Katılımcılık, demokrasi, halkın yaşam ve kent alanları üzerinde söz ve karar hakkını görmezden gelen, ‘ben ne yaparsam doğrudur’ zihniyetiyle davranan bir yönetim anlayışı karşısında insanlar taleplerini daha yüksek sesle, sokaklarda ve en meşru biçimde dile getirmişlerdir.
Göstericilerin sığındığı camiye gaz atılması, göstericilerin tedavilerinin yapıldığı yerlerin basılması ve gazlanması öldürmeye teşebbüstür. İnsanları dinlemek yerine gaz sıkarak susturmayı seçmek ise çözüm üretmek değildir. Başbakan’ın ‘Tencere tava, hep aynı hava’ diyerek halkın demokratik tepkilerini küçümsemesi, evinde oturan yüzde 50 seçmen tehdidini kullanması çözüm değil, felaket senaryosudur. Bu tutum sürdürülemez.
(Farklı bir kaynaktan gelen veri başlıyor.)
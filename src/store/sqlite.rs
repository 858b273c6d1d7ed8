use r2d2::Pool;
use r2d2_sqlite::SqliteConnectionManager;
use rusqlite::params;
use std::path::Path;

use crate::error::AppResult;
use crate::store::StorePort;

pub type StorePool = Pool<SqliteConnectionManager>;

const MIGRATIONS: &[(&str, &str)] = &[(
    "001_local_store",
    include_str!("../../migrations/001_local_store.sql"),
)];

/// Device-local persistence backed by a pooled SQLite database.
pub struct SqliteStore {
    pool: StorePool,
}

impl SqliteStore {
    pub fn open(db_path: &Path) -> anyhow::Result<Self> {
        if let Some(parent) = db_path.parent() {
            std::fs::create_dir_all(parent)?;
        }

        let manager = SqliteConnectionManager::file(db_path);
        let pool = Pool::builder().max_size(4).build(manager)?;

        let conn = pool.get()?;
        conn.execute_batch(
            "
            PRAGMA journal_mode = WAL;
            PRAGMA synchronous = NORMAL;
            PRAGMA busy_timeout = 5000;
            ",
        )?;
        drop(conn);

        let store = Self { pool };
        store.run_migrations()?;
        Ok(store)
    }

    #[cfg(test)]
    pub fn open_in_memory() -> anyhow::Result<Self> {
        let manager = SqliteConnectionManager::memory();
        let pool = Pool::builder().max_size(1).build(manager)?;
        let store = Self { pool };
        store.run_migrations()?;
        Ok(store)
    }

    fn run_migrations(&self) -> anyhow::Result<()> {
        let conn = self.pool.get()?;

        conn.execute_batch(
            "CREATE TABLE IF NOT EXISTS schema_version (
                name TEXT PRIMARY KEY,
                applied_at TEXT NOT NULL DEFAULT (datetime('now'))
            );",
        )?;

        for (name, sql) in MIGRATIONS {
            let already_applied: bool = conn.query_row(
                "SELECT COUNT(*) > 0 FROM schema_version WHERE name = ?1",
                params![name],
                |row| row.get(0),
            )?;

            if !already_applied {
                tracing::info!("Applying local store migration: {}", name);
                conn.execute_batch(sql)?;
                conn.execute(
                    "INSERT INTO schema_version (name) VALUES (?1)",
                    params![name],
                )?;
            }
        }

        Ok(())
    }
}

impl StorePort for SqliteStore {
    fn get_raw(&self, key: &str) -> AppResult<Option<String>> {
        let conn = self.pool.get()?;
        let result = conn.query_row(
            "SELECT value FROM kv WHERE key = ?1",
            params![key],
            |row| row.get(0),
        );
        match result {
            Ok(value) => Ok(Some(value)),
            Err(rusqlite::Error::QueryReturnedNoRows) => Ok(None),
            Err(e) => Err(e.into()),
        }
    }

    fn set_raw(&self, key: &str, value: &str) -> AppResult<()> {
        let conn = self.pool.get()?;
        conn.execute(
            "INSERT INTO kv (key, value, updated_at)
             VALUES (?1, ?2, datetime('now'))
             ON CONFLICT(key) DO UPDATE SET
               value = excluded.value,
               updated_at = excluded.updated_at",
            params![key, value],
        )?;
        Ok(())
    }

    fn remove(&self, key: &str) -> AppResult<()> {
        let conn = self.pool.get()?;
        conn.execute("DELETE FROM kv WHERE key = ?1", params![key])?;
        Ok(())
    }

    fn clear(&self) -> AppResult<()> {
        let conn = self.pool.get()?;
        conn.execute("DELETE FROM kv", [])?;
        Ok(())
    }
}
Türkiye’nin her tarafına yayılan eylemler sadece bir toplumsal öfkeyi göstermiyor. Aynı zamanda Türkiye toplumunun demokrasi arzusuna da işaret ediyor. Bu talepleri ve söylenen sözleri karşılamanın yolu, Türkiye’de hızla demokratikleşme yönünde bir iradeyi egemen kılmaktır.
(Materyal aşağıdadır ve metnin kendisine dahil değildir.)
impl ConversationService {
    pub fn new(backend: DynBackend, store: LocalStore, identity: IdentityResolver) -> Self {
        Self {
            backend,
            store,
            identity,
        }
    }

    fn participant_conds(key: &str) -> Vec<Cond> {
        vec![
            Cond::eq("user1_id", key),
            Cond::eq("user2_id", key),
            Cond::eq("participant1_id", key),
            Cond::eq("participant2_id", key),
        ]
    }

    /// Conversations the viewer is part of, most recent activity first,
    /// with unread counts. Conversations started from this device while
    /// anonymous are folded in even if a participant column match
    /// misses them.
    pub async fn list(&self) -> AppResult<Vec<ConversationSummary>> {
        let viewer = self.identity.resolve_viewer(self.backend.as_ref()).await?;
        let key = viewer.key().to_string();

        let rows = self
            .backend
            .select(
                tables::CONVERSATIONS,
                Select::new()
                    .any_of(Self::participant_conds(&key))
                    .order("last_message_at", Direction::Desc),
            )
            .await?;
        let mut conversations = parse_conversations(rows);

        for tracked_id in self.store.anonymous_conversations()? {
            if conversations.iter().any(|c| c.id == tracked_id) {
                continue;
            }
            let rows = self
                .backend
                .select(
                    tables::CONVERSATIONS,
                    Select::new().filter(Cond::eq("id", tracked_id.clone())),
                )
                .await?;
            conversations.extend(parse_conversations(rows));
        }

        let mut summaries = Vec::with_capacity(conversations.len());
        for conversation in conversations {
            let messages = self.fetch_messages(&conversation.id).await?;
            summaries.push(ConversationSummary {
                unread: unread_count(&messages, &key),
                conversation,
            });
        }
        Ok(summaries)
    }

    /// Open a conversation: fetch its messages oldest-first and mark
    /// the unread incoming ones read.
    pub async fn open(&self, conversation_id: &str) -> AppResult<OpenConversation> {
        let viewer = self.identity.resolve_viewer(self.backend.as_ref()).await?;
        let conversation = self.fetch_conversation(conversation_id).await?;
        let messages = self.fetch_messages(conversation_id).await?;

        self.mark_conversation_read(conversation_id, viewer.key())
            .await?;

        Ok(OpenConversation {
            conversation,
            messages,
        })
    }

    /// Open the conversation attached to a listing, when the viewer is
    /// part of one. Arriving from a notification without an existing
    /// thread is normal, hence the Option.
    pub async fn open_by_post(&self, post_id: &str) -> AppResult<Option<OpenConversation>> {
        let viewer = self.identity.resolve_viewer(self.backend.as_ref()).await?;
        let rows = self
            .backend
            .select(
                tables::CONVERSATIONS,
                Select::new()
                    .filter(Cond::eq("post_id", post_id))
                    .any_of(Self::participant_conds(viewer.key())),
            )
            .await?;
        match parse_conversations(rows).into_iter().next() {
            Some(conversation) => Ok(Some(self.open(&conversation.id).await?)),
            None => Ok(None),
        }
    }

    pub async fn send(&self, conversation_id: &str, content: &str) -> AppResult<Message> {
        let content = content.trim();
        if content.is_empty() {
            return Err(AppError::Validation(vec![FieldError {
                field: "message",
                message: "Message cannot be empty",
            }]));
        }

        let viewer = self.identity.resolve_viewer(self.backend.as_ref()).await?;
        let conversation = self.fetch_conversation(conversation_id).await?;

        let stored = self
            .backend
            .insert(
                tables::MESSAGES,
                vec![json!({
                    "conversation_id": conversation_id,
                    "sender_id": viewer.key(),
                    "content": content,
                    "read": false,
                    "created_at": Utc::now(),
                })],
            )
            .await?;
        let message = normalize::message(
            &stored
                .into_iter()
                .next()
                .ok_or_else(|| AppError::Backend("insert returned no row".into()))?,
        )?;

        self.backend
            .update(
                tables::CONVERSATIONS,
                json!({"last_message_at": Utc::now()}),
                vec![Cond::eq("id", conversation_id)],
            )
            .await?;

        if let OtherParty::Known(recipient) = conversation.other_party(viewer.key()) {
            let preview: String = content.chars().take(50).collect();
            let ellipsis = if content.chars().count() > 50 { "..." } else { "" };
            let notification = json!({
                "recipient_id": recipient.id,
                "sender_id": viewer.key(),
                "type": NotificationKind::Message,
                "content": format!("New message: \"{}{}\"", preview, ellipsis),
                "post_id": conversation.post_id,
                "read": false,
                "created_at": Utc::now(),
            });
            if let Err(e) = self
                .backend
                .insert(tables::NOTIFICATIONS, vec![notification])
                .await
            {
                tracing::warn!("Could not notify recipient about message: {}", e);
            }
        }

        Ok(message)
    }

    /// Express interest in a listing: notify the owner, find or create
    /// the conversation pair, and open with a canned greeting. The
    /// steps are sequential with no rollback; a failure mid-way leaves
    /// earlier writes in place.
    pub async fn express_interest(&self, post: &Post) -> AppResult<InterestOutcome> {
        let viewer = self.identity.resolve_viewer(self.backend.as_ref()).await?;
        let owner = post
            .owner_key()
            .ok_or_else(|| AppError::Backend("listing has no owner identity".into()))?;
        if owner == viewer.key() {
            return Err(AppError::Validation(vec![FieldError {
                field: "post",
                message: "This is your own listing",
            }]));
        }

        self.backend
            .insert(
                tables::NOTIFICATIONS,
                vec![json!({
                    "recipient_id": owner,
                    "sender_id": viewer.key(),
                    "type": NotificationKind::Interest,
                    "content": format!("Someone is interested in your listing: \"{}\"", post.title),
                    "post_id": post.id,
                    "read": false,
                    "created_at": Utc::now(),
                })],
            )
            .await?;

        let rows = self
            .backend
            .select(
                tables::CONVERSATIONS,
                Select::new().any_of(Self::participant_conds(viewer.key())),
            )
            .await?;
        let existing = parse_conversations(rows)
            .into_iter()
            .find(|c| c.involves(owner));

        let (conversation_id, created) = match existing {
            Some(conversation) => (conversation.id, false),
            None => {
                // Only the newer column layout is ever written.
                let display_name = self.identity.display_label(&viewer)?;
                let stored = self
                    .backend
                    .insert(
                        tables::CONVERSATIONS,
                        vec![json!({
                            "participant1_id": viewer.key(),
                            "participant1_name": display_name,
                            "participant2_id": owner,
                            "participant2_name": Value::Null,
                            "post_id": post.id,
                            "post_title": post.title,
                            "last_message_at": Utc::now(),
                        })],
                    )
                    .await?;
                let conversation = normalize::conversation(
                    &stored
                        .into_iter()
                        .next()
                        .ok_or_else(|| AppError::Backend("insert returned no row".into()))?,
                )?;
                (conversation.id, true)
            }
        };

        self.backend
            .insert(
                tables::MESSAGES,
                vec![json!({
                    "conversation_id": conversation_id,
                    "sender_id": viewer.key(),
                    "content": format!("Hi! I'm interested in your listing \"{}\".", post.title),
                    "read": false,
                    "created_at": Utc::now(),
                })],
            )
            .await?;

        if viewer.is_anonymous() {
            self.store.track_conversation(&conversation_id)?;
        }

        Ok(InterestOutcome {
            conversation_id,
            created_conversation: created,
        })
    }

    /// Subscribe to message inserts for one conversation.
    pub async fn watch(&self, conversation_id: &str) -> AppResult<Subscription> {
        self.backend
            .subscribe(
                tables::MESSAGES,
                vec![Cond::eq("conversation_id", conversation_id)],
            )
            .await
    }

    /// Apply a pushed row to the open message list. Non-viewer messages
    /// trigger a mark-as-read request, mirroring the open-conversation
    /// behavior.
    pub async fn apply_event(
        &self,
        messages: &mut Vec<Message>,
        row: &Value,
        viewer_key: &str,
    ) -> AppResult<Option<Message>> {
        let message = normalize::message(row)?;
        let appended = upsert_message(messages, message.clone());
        if !message.is_from(viewer_key) && !message.read {
            self.mark_message_read(&message.id).await?;
        }
        Ok(appended.then_some(message))
    }

    pub async fn mark_message_read(&self, message_id: &str) -> AppResult<()> {
        self.backend
            .update(
                tables::MESSAGES,
                json!({"read": true}),
                vec![Cond::eq("id", message_id)],
            )
            .await?;
        Ok(())
    }

    async fn mark_conversation_read(&self, conversation_id: &str, viewer_key: &str) -> AppResult<()> {
        self.backend
            .update(
                tables::MESSAGES,
                json!({"read": true}),
                vec![
                    Cond::eq("conversation_id", conversation_id),
                    Cond::neq("sender_id", viewer_key),
                    Cond::eq("read", false),
                ],
            )
            .await?;
        Ok(())
    }

    /// Display name for the other side: the normalized record's name
    /// when it carries one, else a profile lookup, else the generic
    /// placeholder.
    pub async fn other_party_label(&self, conversation: &Conversation) -> AppResult<String> {
        let viewer = self.identity.resolve_viewer(self.backend.as_ref()).await?;
        match conversation.other_party(viewer.key()) {
            OtherParty::Known(participant) => {
                if let Some(name) = &participant.display_name {
                    return Ok(name.clone());
                }
                let rows = self
                    .backend
                    .select(
                        tables::PROFILES,
                        Select::new().filter(Cond::eq("id", participant.id.clone())),
                    )
                    .await?;
                Ok(rows
                    .first()
                    .and_then(|p| p.get("username"))
                    .and_then(|u| u.as_str())
                    .unwrap_or("Neighbor")
                    .to_string())
            }
            OtherParty::Unknown => Ok("Neighbor".to_string()),
        }
    }

    async fn fetch_conversation(&self, conversation_id: &str) -> AppResult<Conversation> {
        let rows = self
            .backend
            .select(
                tables::CONVERSATIONS,
                Select::new().filter(Cond::eq("id", conversation_id)),
            )
            .await?;
        let row = rows.into_iter().next().ok_or(AppError::NotFound)?;
        normalize::conversation(&row)
    }

    async fn fetch_messages(&self, conversation_id: &str) -> AppResult<Vec<Message>> {
        let rows = self
            .backend
            .select(
                tables::MESSAGES,
                Select::new()
                    .filter(Cond::eq("conversation_id", conversation_id))
                    .order("created_at", Direction::Asc),
            )
            .await?;
        rows.iter().map(normalize::message).collect()
    }
}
Türkiye’nin en temel sorunu olan Kürt sorununda çözüm sürecine girdiğini iddia eden bir hükümetin halen adım atmaması, Türkiye’de demokrasiden ve barıştan yana olan güçlerin dikkatinden kaçmamıştır. 1 Mayıs kutlamalarına, havayolu grevi ve diğer toplumsal mücadelelere yönelik zorbalıklar, Reyhanlı katliamındaki siyasi sorumluluğu gizleme çabası vb., güven artırmak yerine eksilten bu tutumlar demokrasi mücadelesinin ne kadar elzem olduğunu bir kez daha göstermiştir. Türkiye’yi Kürt sorununda çözümün eşiğinden geri döndüren bir süreci yaşamak istemiyoruz. O nedenle de Türkiye’nin demokratikleşme mücadelesinin tüm aşamalarında yer almış insanlar olarak, toplumsal hak taleplerinin zorla, gazla bastırılmasına ‘hayır’ diyoruz. Bugün hükümetin hızla atması gereken adımlar bellidir:
- Bugüne kadar iki ölüme ve bini aşkın yaralanmaya yol açan polis şiddetine son verilmeli, tüm illerde eylemcilere yönelik saldırılar durdurulmalı, gözaltına alınan herkes hiçbir adli kovuşturma açılmaksızın serbest bırakılmalıdır.
- Halka yönelik zulmün sorumluları istifa etmeli, görevden alınmalı ve yargılanmalıdır.
- Hükümet, Taksim Gezi’deki tasarrufundan vazgeçtiğine ve konuyu halkla tartışacağına dair bir açıklama yapmalı, kentlerin kültürel varlıklarının korunmasına özen göstereceğini belirtmelidir.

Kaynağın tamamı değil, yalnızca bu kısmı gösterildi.